解开肩带后,肚兜上部虚躺在宁雨昔嫩胸之上虚靠着,又是另一番美景不胜
收,接下来是下一步了!
“仙子师父,手请再抬高一点,方便弟子取宝甲。”
“那是自然,还有什么仙子师父,别口花花。”宁雨昔全然不觉被占便宜,
语气依然洁如冰山,不冷不热却是最冷也最热。说着便把双手背在脑后,把胸部
挺得更凸了,同时也展露出那神秘的腋下……那景象,那姿态……
“噗……”林立真的忍不住啦!只觉自己体内闹血荒,二十七年来从来没那
么虚弱过。
“师……师父,弟……弟子接着来了。”林立实在是没力了,不等宁雨昔便
上前,胸膛顶胸膛,手巍巍颤颤绕穿仙子腋下去解仙子背后那销魂胸带,只是或
许难解了点,这?迷糊间便把头搁在仙子右肩,大脸是在仙子粉嫩的右脸颊上摩
啊摩的。
绕是宁雨昔正被异能影响着世界观,也难抵这样亲昵磨蹭,只觉耳根愈发充
血涨红,“还没好吗?呀!”却是仙子发现怎地自己声音突然就像猫叫般,发现
后惊呼出声却又像十三、四岁小姑娘般……只觉又是一阵天旋地转。
“师父,快好了呢……好了,师父!”说着便离开这香艳的姿势,浑然没有
发觉冰清玉洁的宁大仙子的尴尬。宁雨昔望见徒弟神色倒像是没发现刚刚自己失
态,也是松了口气。
两个人傻呼呼的这一瞬,却是都没想到这授礼仪式的高潮正要来临。
肚兜宝甲失去肩带、再失胸带,防御性能出现漏洞,再也不能为宁仙子带来
全方位的保护。中上部顺着宁仙子酥胸的弧度滑落,掉在腰带肚脐之上一点的位
置,顿时,宁雨昔大仙子的上空失守!
酥胸只比包子大了一点,乳首不大,比硬币小点,粉红色。肌肤不能说是雪
白,宁仙子的上身该说是朦胧乳白带点透明的那种颜色,微挺上胸,消瘦刀剪的
肩头,恰是应了那句“冰肌玉骨,傲梅嶙峋”。
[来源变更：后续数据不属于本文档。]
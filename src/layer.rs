use crate::formatter::Formatter;
use crate::level::Level;
use crate::record::{Caller, LogEvent};
use opentelemetry::trace::{SpanContext, TraceContextExt, TraceFlags, TraceState};
use serde_json::{Map, Value};
use std::io::{self, Write};
use std::sync::{Arc, atomic::{AtomicU64, Ordering}};
use tracing::field::{Field, Visit};
use tracing::{Event, Subscriber};
use tracing_opentelemetry::OtelData;
use tracing_subscriber::fmt::MakeWriter;
use tracing_subscriber::layer::{Context, Layer};
use tracing_subscriber::registry::LookupSpan;

/// `tracing_subscriber` layer that renders every event with a
/// [`Formatter`] and writes the resulting JSON line to a [`MakeWriter`].
///
/// Writing happens synchronously on the thread that emitted the event;
/// there is no buffering. When an `OpenTelemetryLayer` is part of the same
/// subscriber, the ids of the event's span end up in the trace fields.
pub struct StructuredLogLayer<W = fn() -> io::Stdout> {
    formatter: Formatter,
    make_writer: W,
    report_caller: bool,
    /// Total events seen by the layer.
    pub total_events: Arc<AtomicU64>,
    /// Events written to the writer.
    pub written_events: Arc<AtomicU64>,
    /// Events lost because formatting or writing failed.
    pub failed_events: Arc<AtomicU64>,
}

impl StructuredLogLayer {
    /// Create a layer that writes to stdout.
    pub fn new(formatter: Formatter) -> Self {
        StructuredLogLayer {
            formatter,
            make_writer: io::stdout,
            report_caller: false,
            total_events: Arc::new(AtomicU64::new(0)),
            written_events: Arc::new(AtomicU64::new(0)),
            failed_events: Arc::new(AtomicU64::new(0)),
        }
    }
}

impl<W> StructuredLogLayer<W> {
    /// Send output to `make_writer` instead.
    pub fn with_writer<W2>(self, make_writer: W2) -> StructuredLogLayer<W2>
    where
        W2: for<'a> MakeWriter<'a> + 'static,
    {
        StructuredLogLayer {
            formatter: self.formatter,
            make_writer,
            report_caller: self.report_caller,
            total_events: self.total_events,
            written_events: self.written_events,
            failed_events: self.failed_events,
        }
    }

    /// Attach the call site of each event. Error events then carry an
    /// `exception` entry pointing at it.
    pub fn with_caller(mut self, report_caller: bool) -> Self {
        self.report_caller = report_caller;
        self
    }

    pub fn formatter(&self) -> &Formatter {
        &self.formatter
    }
}

impl<S, W> Layer<S> for StructuredLogLayer<W>
where
    S: Subscriber + for<'span> LookupSpan<'span>,
    W: for<'a> MakeWriter<'a> + 'static,
{
    fn on_event(&self, event: &Event<'_>, ctx: Context<'_, S>) {
        self.total_events.fetch_add(1, Ordering::Relaxed);

        let mut fields = Map::new();
        let mut message: Option<String> = None;

        let mut visitor = FieldVisitor { fields: &mut fields, message: &mut message };
        event.record(&mut visitor);

        let meta = event.metadata();
        let mut record = LogEvent::new(Level::from(*meta.level()), message.unwrap_or_default())
            .with_fields(fields);
        record.context = span_context(event, &ctx);

        if self.report_caller {
            record.caller = Some(Caller::new(
                meta.module_path().unwrap_or_else(|| meta.target()),
                meta.file().unwrap_or("<unknown>"),
                meta.line().unwrap_or(0),
            ));
        }

        // Errors go to stderr: logging them through tracing would recurse.
        let line = match self.formatter.format(&record) {
            Ok(line) => line,
            Err(e) => {
                self.failed_events.fetch_add(1, Ordering::Relaxed);
                eprintln!("failed to format log event: {}", e);
                return;
            }
        };

        let mut writer = self.make_writer.make_writer_for(meta);
        match writer.write_all(&line) {
            Ok(()) => {
                self.written_events.fetch_add(1, Ordering::Relaxed);
            }
            Err(e) => {
                self.failed_events.fetch_add(1, Ordering::Relaxed);
                eprintln!("failed to write log line: {}", e);
            }
        }
    }
}

/// OpenTelemetry context for the span `event` belongs to.
///
/// Root spans carry their trace id in the span builder, child spans inherit
/// it from the parent context recorded by `tracing-opentelemetry`.
fn span_context<S>(event: &Event<'_>, ctx: &Context<'_, S>) -> Option<opentelemetry::Context>
where
    S: Subscriber + for<'span> LookupSpan<'span>,
{
    let span = ctx.event_span(event)?;
    let extensions = span.extensions();
    let otel = extensions.get::<OtelData>()?;

    let span_id = otel.builder.span_id?;
    let trace_id = match otel.builder.trace_id {
        Some(trace_id) => trace_id,
        None => {
            let parent = otel.parent_cx.span();
            let parent_context = parent.span_context();
            if !parent_context.is_valid() {
                return None;
            }
            parent_context.trace_id()
        }
    };

    Some(opentelemetry::Context::new().with_remote_span_context(SpanContext::new(
        trace_id,
        span_id,
        TraceFlags::default(),
        false,
        TraceState::default(),
    )))
}

/// Collects event fields into a JSON map, pulling out `message`.
pub struct FieldVisitor<'a> {
    pub fields: &'a mut Map<String, Value>,
    pub message: &'a mut Option<String>,
}

impl<'a> FieldVisitor<'a> {
    /// Store `value` as a field, or as the message when the field is named
    /// `message`. Non-string messages keep their JSON text, e.g. `42`.
    fn record_value(&mut self, field: &Field, value: Value) {
        if field.name() == "message" {
            *self.message = Some(match value {
                Value::String(s) => s,
                other => other.to_string(),
            });
        } else {
            self.fields.insert(field.name().to_string(), value);
        }
    }
}

impl<'a> Visit for FieldVisitor<'a> {
    fn record_str(&mut self, field: &Field, value: &str) {
        self.record_value(field, Value::String(value.to_string()));
    }

    fn record_i64(&mut self, field: &Field, value: i64) {
        self.record_value(field, Value::from(value));
    }

    fn record_u64(&mut self, field: &Field, value: u64) {
        self.record_value(field, Value::from(value));
    }

    fn record_f64(&mut self, field: &Field, value: f64) {
        self.record_value(field, Value::from(value));
    }

    fn record_bool(&mut self, field: &Field, value: bool) {
        self.record_value(field, Value::from(value));
    }

    fn record_error(&mut self, field: &Field, value: &(dyn std::error::Error + 'static)) {
        self.record_value(field, Value::String(value.to_string()));
    }

    fn record_debug(&mut self, field: &Field, value: &dyn std::fmt::Debug) {
        // `info!("text")` arrives here as `fmt::Arguments`.
        self.record_value(field, Value::String(format!("{:?}", value)));
    }
}
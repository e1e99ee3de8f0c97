//! Markup for the latest-posts list.
//!
//! Rendering is a pure function from records and strings to an HTML
//! fragment. The fragment replaces the list container's contents wholesale;
//! the same input always yields the same markup.
//!
//! Every feed-sourced string is escaped before insertion. Configured strings
//! are escaped too.

mod date;
mod lead;

use std::fmt::Write;

pub use date::{format_date, format_pub_date, parse_pub_date};
pub use lead::remove_duplicate_lead;

use crate::feed::FeedRecord;
use crate::locale::{DateLocale, Strings};
use crate::util::{escape_html, is_valid_link, truncate_chars};

/// Character budget for post titles
pub const TITLE_LIMIT: usize = 90;

/// Everything the renderer needs besides the records themselves.
#[derive(Debug, Clone)]
pub struct RenderContext<'a> {
    pub strings: &'a Strings,
    pub locale: DateLocale,
    /// Name of the social network shown on each card ("Facebook")
    pub source_label: &'a str,
    /// External group page linked from the empty and error states
    pub group_url: Option<&'a str>,
    /// Character budget for descriptions
    pub description_limit: usize,
}

/// Renders one `<li>` per record.
pub fn render_items(records: &[FeedRecord], ctx: &RenderContext<'_>) -> String {
    let mut html = String::with_capacity(records.len() * 1024);
    for record in records {
        render_item(&mut html, record, ctx);
    }
    html
}

/// Renders a single state message (empty feed, load failure) with the
/// optional link to the group page.
pub fn render_state(message: &str, ctx: &RenderContext<'_>) -> String {
    let link = match ctx.group_url.filter(|u| is_valid_link(u)) {
        Some(url) => format!(
            r#" <a class="offers__item-link" href="{}" target="_blank" rel="noopener noreferrer">{}</a>"#,
            escape_html(url),
            escape_html(&ctx.strings.open_group)
        ),
        None => String::new(),
    };

    format!(
        r#"<li class="offers__item offers__item--state">{}{}</li>"#,
        escape_html(message),
        link
    )
}

fn render_item(html: &mut String, record: &FeedRecord, ctx: &RenderContext<'_>) {
    let title_text = if record.title.trim().is_empty() {
        ctx.strings.default_title.as_str()
    } else {
        record.title.as_str()
    };
    let title = escape_html(&truncate_chars(title_text, TITLE_LIMIT)).into_owned();

    let description = truncate_chars(
        remove_duplicate_lead(&record.description, &record.title),
        ctx.description_limit,
    );
    let source = escape_html(ctx.source_label);

    // Writing into a String cannot fail
    let _ = writeln!(html, r#"<li class="offers__item">"#);

    match record.image.as_deref() {
        Some(src) => {
            let _ = writeln!(
                html,
                r#"  <figure class="offers__item-media"><img class="offers__item-img" src="{}" alt="{}" loading="lazy" decoding="async"></figure>"#,
                escape_html(src),
                title
            );
        }
        None => {
            let _ = writeln!(
                html,
                r#"  <figure class="offers__item-media offers__item-media--placeholder" aria-hidden="true"><span class="offers__item-media-label">{}</span><p class="offers__item-media-text">{}</p></figure>"#,
                source,
                escape_html(&ctx.strings.no_photo)
            );
        }
    }

    let _ = writeln!(html, r#"  <div class="offers__item-body">"#);
    let _ = write!(
        html,
        r#"    <div class="offers__item-head"><span class="offers__item-source">{}</span>"#,
        source
    );
    if let Some(date) = format_pub_date(&record.published, ctx.locale) {
        let _ = write!(html, r#"<p class="offers__item-meta">{}</p>"#, escape_html(&date));
    }
    let _ = writeln!(html, "</div>");

    let _ = writeln!(html, r#"    <h3 class="offers__item-title">{}</h3>"#, title);
    if !description.is_empty() {
        let _ = writeln!(
            html,
            r#"    <p class="offers__item-text">{}</p>"#,
            escape_html(&description).replace('\n', "<br>")
        );
    }
    let _ = writeln!(html, "  </div>");

    let _ = writeln!(
        html,
        r#"  <a class="offers__item-cta" href="{}" target="_blank" rel="noopener noreferrer">{}</a>"#,
        escape_html(&record.link),
        escape_html(&ctx.strings.read_post)
    );
    let _ = writeln!(html, "</li>");
}
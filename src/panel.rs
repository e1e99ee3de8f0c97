//! Pagination of the posts list behind a "show more" / "show less" toggle.
//!
//! [`FeedPanel`] owns the only piece of view state (expanded or collapsed)
//! and drives a [`PanelHost`], the adapter that actually mutates a
//! container. All markup comes from [`crate::render`].

use crate::feed::FeedRecord;
use crate::pipeline::FeedOutcome;
use crate::render::{render_items, render_state, RenderContext};
use crate::util::escape_html;

/// The toggle control as the host should display it.
#[derive(Debug, Clone, PartialEq, Eq)]
pub struct ToggleControl {
    pub label: String,
    pub expanded: bool,
}

/// Adapter over the page elements the panel writes to.
///
/// `replace_list` swaps the whole list content. `upsert_toggle` creates the
/// toggle on first call and updates it in place afterwards.
pub trait PanelHost {
    fn replace_list(&mut self, html: &str);
    fn upsert_toggle(&mut self, toggle: &ToggleControl);
    fn remove_toggle(&mut self);
}

/// What the panel is currently showing.
#[derive(Debug, Clone, PartialEq, Eq)]
enum Content {
    Records(Vec<FeedRecord>),
    Empty,
    Failed,
}

/// Expand/collapse controller for the posts list.
pub struct FeedPanel<'a, H: PanelHost> {
    host: H,
    ctx: RenderContext<'a>,
    preview_limit: usize,
    content: Content,
    expanded: bool,
}

impl<'a, H: PanelHost> FeedPanel<'a, H> {
    pub fn new(host: H, ctx: RenderContext<'a>, preview_limit: usize) -> Self {
        Self {
            host,
            ctx,
            preview_limit,
            content: Content::Empty,
            expanded: false,
        }
    }

    /// Displays the result of a feed load and resets to the collapsed state.
    pub fn show(&mut self, outcome: FeedOutcome) {
        self.expanded = false;
        self.content = match outcome {
            FeedOutcome::Loaded(records) if records.is_empty() => Content::Empty,
            FeedOutcome::Loaded(records) => Content::Records(records),
            FeedOutcome::FetchFailed(e) => {
                tracing::warn!(error = %e, "Feed fetch failed, showing error state");
                Content::Failed
            }
            FeedOutcome::ParseFailed(e) => {
                tracing::warn!(error = %e, "Feed parse failed, showing error state");
                Content::Failed
            }
        };
        self.render();
    }

    /// Flips between collapsed and expanded.
    ///
    /// Does nothing unless a toggle is shown, i.e. there are more records
    /// than the preview limit.
    pub fn toggle(&mut self) {
        if !self.has_toggle() {
            return;
        }
        self.expanded = !self.expanded;
        tracing::debug!(expanded = self.expanded, "Feed panel toggled");
        self.render();
    }

    pub fn is_expanded(&self) -> bool {
        self.expanded
    }

    pub fn host(&self) -> &H {
        &self.host
    }

    pub fn into_host(self) -> H {
        self.host
    }

    fn has_toggle(&self) -> bool {
        matches!(&self.content, Content::Records(r) if r.len() > self.preview_limit)
    }

    fn render(&mut self) {
        match &self.content {
            Content::Records(records) => {
                let visible = if self.expanded {
                    records.as_slice()
                } else {
                    &records[..records.len().min(self.preview_limit)]
                };
                self.host.replace_list(&render_items(visible, &self.ctx));

                if records.len() > self.preview_limit {
                    let label = if self.expanded {
                        &self.ctx.strings.show_less
                    } else {
                        &self.ctx.strings.show_more
                    };
                    self.host.upsert_toggle(&ToggleControl {
                        label: label.clone(),
                        expanded: self.expanded,
                    });
                } else {
                    self.host.remove_toggle();
                }
            }
            Content::Empty => {
                self.host
                    .replace_list(&render_state(&self.ctx.strings.empty_feed, &self.ctx));
                self.host.remove_toggle();
            }
            Content::Failed => {
                self.host
                    .replace_list(&render_state(&self.ctx.strings.fetch_error, &self.ctx));
                self.host.remove_toggle();
            }
        }
    }
}

/// In-memory host: keeps the list markup and toggle as plain values.
#[derive(Debug, Default, Clone)]
pub struct MemoryHost {
    pub list_html: String,
    pub toggle: Option<ToggleControl>,
    /// Number of times a toggle was created (not updated)
    pub toggles_created: usize,
}

impl PanelHost for MemoryHost {
    fn replace_list(&mut self, html: &str) {
        html.clone_into(&mut self.list_html);
    }

    fn upsert_toggle(&mut self, toggle: &ToggleControl) {
        match self.toggle.as_mut() {
            Some(existing) => existing.clone_from(toggle),
            None => {
                self.toggle = Some(toggle.clone());
                self.toggles_created += 1;
            }
        }
    }

    fn remove_toggle(&mut self) {
        self.toggle = None;
    }
}

/// Host that assembles a standalone HTML fragment: the list container
/// followed by the toggle button, if any.
#[derive(Debug, Default, Clone)]
pub struct DocumentHost {
    inner: MemoryHost,
}

impl DocumentHost {
    pub fn new() -> Self {
        Self::default()
    }

    pub fn to_html(&self) -> String {
        let mut html = format!(
            "<ul class=\"offers__list\" data-offers-list>\n{}</ul>\n",
            self.inner.list_html
        );
        if let Some(toggle) = &self.inner.toggle {
            html.push_str(&format!(
                "<button class=\"offers__toggle\" type=\"button\" data-offers-toggle aria-expanded=\"{}\">{}</button>\n",
                toggle.expanded,
                escape_html(&toggle.label)
            ));
        }
        html
    }
}

impl PanelHost for DocumentHost {
    fn replace_list(&mut self, html: &str) {
        self.inner.replace_list(html);
    }

    fn upsert_toggle(&mut self, toggle: &ToggleControl) {
        self.inner.upsert_toggle(toggle);
    }

    fn remove_toggle(&mut self) {
        self.inner.remove_toggle();
    }
}
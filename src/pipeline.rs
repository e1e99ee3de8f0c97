//! Fetch-then-shape orchestration.
//!
//! [`load_feed`] is the only async step: it fetches once, then parses,
//! normalizes and dedupes synchronously. Its [`FeedOutcome`] is handed to
//! [`crate::panel::FeedPanel::show`] for rendering.

use reqwest::redirect::Policy;

use crate::config::Config;
use crate::feed::{
    dedupe_and_limit, fetch_feed, normalize_all, FeedFormat, FeedRecord, FetchError, ParseError,
};

/// Feed hosts redirect at most a couple of times (tracking links, CDN edges)
const MAX_REDIRECTS: usize = 5;

/// Result of one feed load.
#[derive(Debug)]
pub enum FeedOutcome {
    /// Qualifying records, possibly none
    Loaded(Vec<FeedRecord>),
    FetchFailed(FetchError),
    ParseFailed(ParseError),
}

impl FeedOutcome {
    pub fn is_loaded(&self) -> bool {
        matches!(self, FeedOutcome::Loaded(_))
    }
}

/// Redirect policy for feed requests.
///
/// - Caps the chain at [`MAX_REDIRECTS`] hops
/// - Fails on loops (same URL appearing twice in chain)
fn redirect_policy() -> Policy {
    Policy::custom(|attempt| {
        if attempt.previous().len() >= MAX_REDIRECTS {
            return attempt.error("Too many redirects");
        }

        let url = attempt.url();
        if attempt.previous().iter().any(|prev| prev.as_str() == url.as_str()) {
            return attempt.error("Redirect loop detected");
        }

        tracing::debug!(
            to = %url,
            hop = attempt.previous().len() + 1,
            "Following redirect"
        );
        attempt.follow()
    })
}

/// Builds the HTTP client used for the feed request.
///
/// The per-request timeout comes from [`crate::feed::FeedSource`], not the client.
pub fn build_http_client() -> Result<reqwest::Client, reqwest::Error> {
    reqwest::Client::builder()
        .redirect(redirect_policy())
        .user_agent(concat!(env!("CARGO_PKG_NAME"), "/", env!("CARGO_PKG_VERSION")))
        .build()
}

/// Parses, normalizes, dedupes and caps an already-fetched body.
///
/// # Errors
///
/// Returns [`ParseError`] when the body is malformed for `format`.
pub fn process_body(
    bytes: &[u8],
    format: FeedFormat,
    fallback_link: &str,
    limit: usize,
) -> Result<Vec<FeedRecord>, ParseError> {
    let entries = format.parse(bytes)?;
    let parsed = entries.len();
    let records = dedupe_and_limit(normalize_all(entries, fallback_link), limit);

    tracing::info!(
        format = %format,
        parsed = parsed,
        kept = records.len(),
        "Feed processed"
    );

    Ok(records)
}

/// Fetches the configured feed and turns it into qualifying records.
///
/// Never returns an error: failures are folded into the outcome so the
/// caller can render the matching state.
pub async fn load_feed(client: &reqwest::Client, config: &Config) -> FeedOutcome {
    let source = config.feed_source();

    let bytes = match fetch_feed(client, &source).await {
        Ok(bytes) => bytes,
        Err(e) => {
            tracing::warn!(feed = %source.url, error = %e, "Failed to fetch feed");
            return FeedOutcome::FetchFailed(e);
        }
    };

    match process_body(&bytes, config.format, config.fallback_link(), config.feed_limit) {
        Ok(records) => FeedOutcome::Loaded(records),
        Err(e) => {
            tracing::warn!(feed = %source.url, error = %e, "Failed to parse feed");
            FeedOutcome::ParseFailed(e)
        }
    }
}

#[cfg(test)]
mod tests {
    use super::*;

    const FALLBACK: &str = "https://www.facebook.com/groups/1";

    #[test]
    fn test_process_body_dedupes_and_caps() {
        let rss = r#"<rss><channel>
            <item><title>Sale!</title><link>https://example.com/1</link></item>
            <item><title>SALE</title><link>https://example.com/2</link></item>
            <item><title>News</title><link>/relative</link></item>
            <item><title>Third</title><link>https://example.com/3</link></item>
        </channel></rss>"#;

        let records = process_body(rss.as_bytes(), FeedFormat::Rss, FALLBACK, 2).unwrap();
        assert_eq!(records.len(), 2);
        assert_eq!(records[0].link, "https://example.com/1");
        // Relative link replaced by the fallback, not dropped
        assert_eq!(records[1].title, "News");
        assert_eq!(records[1].link, FALLBACK);
    }

    #[test]
    fn test_process_body_invalid_fallback_drops_bad_links() {
        let rss = r#"<rss><channel>
            <item><title>Bad</title><link>javascript:void(0)</link></item>
            <item><title>Good</title><link>https://example.com/g</link></item>
        </channel></rss>"#;

        let records = process_body(rss.as_bytes(), FeedFormat::Rss, "", 10).unwrap();
        assert_eq!(records.len(), 1);
        assert_eq!(records[0].title, "Good");
    }

    #[test]
    fn test_process_body_double_escaped_title_is_a_duplicate() {
        let rss = r#"<rss><channel>
            <item><title>Don&amp;#39;t miss &amp;amp; save</title><link>https://example.com/1</link></item>
            <item><title>Don't miss &amp; save</title><link>https://example.com/2</link></item>
        </channel></rss>"#;

        let records = process_body(rss.as_bytes(), FeedFormat::Rss, FALLBACK, 10).unwrap();
        assert_eq!(records.len(), 1);
        assert_eq!(records[0].title, "Don't miss & save");
        assert_eq!(records[0].link, "https://example.com/1");
    }

    #[test]
    fn test_process_body_parse_error() {
        assert!(process_body(b"<rss><channel>", FeedFormat::Rss, FALLBACK, 4).is_err());
    }
}
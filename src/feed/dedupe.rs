use std::collections::HashSet;

use super::record::FeedRecord;
use crate::util::{is_valid_link, normalize_text};

/// Key under which two records are considered the same post.
///
/// The normalized title, or the normalized link when the title has no
/// letters or digits.
pub fn dedupe_key(record: &FeedRecord) -> String {
    let title_key = normalize_text(&record.title);
    if title_key.is_empty() {
        normalize_text(&record.link)
    } else {
        title_key
    }
}

/// Filters, deduplicates and caps a normalized record list.
///
/// Records without a valid link are dropped, the first record seen for each
/// [`dedupe_key`] wins, and at most `limit` records are returned. Relative
/// order is preserved.
pub fn dedupe_and_limit(records: Vec<FeedRecord>, limit: usize) -> Vec<FeedRecord> {
    let total = records.len();
    let mut seen = HashSet::with_capacity(total);

    let kept: Vec<FeedRecord> = records
        .into_iter()
        .filter(|r| is_valid_link(&r.link))
        .filter(|r| seen.insert(dedupe_key(r)))
        .take(limit)
        .collect();

    if kept.len() < total {
        tracing::debug!(
            total = total,
            kept = kept.len(),
            limit = limit,
            "Feed records filtered"
        );
    }

    kept
}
酥胸只比包子大了一点,淡粉色
的乳首不大,仅比酥胸上的皮肤深一点点。
林立为这一幅鬼斧神工千古名画所震撼,心中所想只能是这才应了那句“九
天落水,天上谪仙人”的绝章。而且……宁雨昔的乳头是内凹的!这具青春的肉
体有太多可以挖掘的东西太有深度了。
“师父,麻烦转个身。”
“嗯?”
林立趁仙子师父转身之际一抽腰带,顺手卷走了宝甲便躬身一拜:“谢师父
赐宝甲,请容弟子下去整理行囊,待明日再拜师父,领听教诲。”
“下去吧,明日便要正式授予你外门教课,且记今日要好好休息,并牢记内
门三十六、外门四十八门规,今日踏出这小芦如有违背,且看有谁会对你手下留
情。”这话讲得冷血无情,全身上下倒是只着一条小亵裤,貌似腰板还挺直着。
林立内心一阵小小编排,如今神话已破,心思倒是不如一开始时的拘谨了。
“仅尊师令,弟子告退。”林立不知宁大仙子是否会为自己明天准备教课,可自
己还得早点回去准备明天对仙子乃至自己的师姐大人们上的教课呢!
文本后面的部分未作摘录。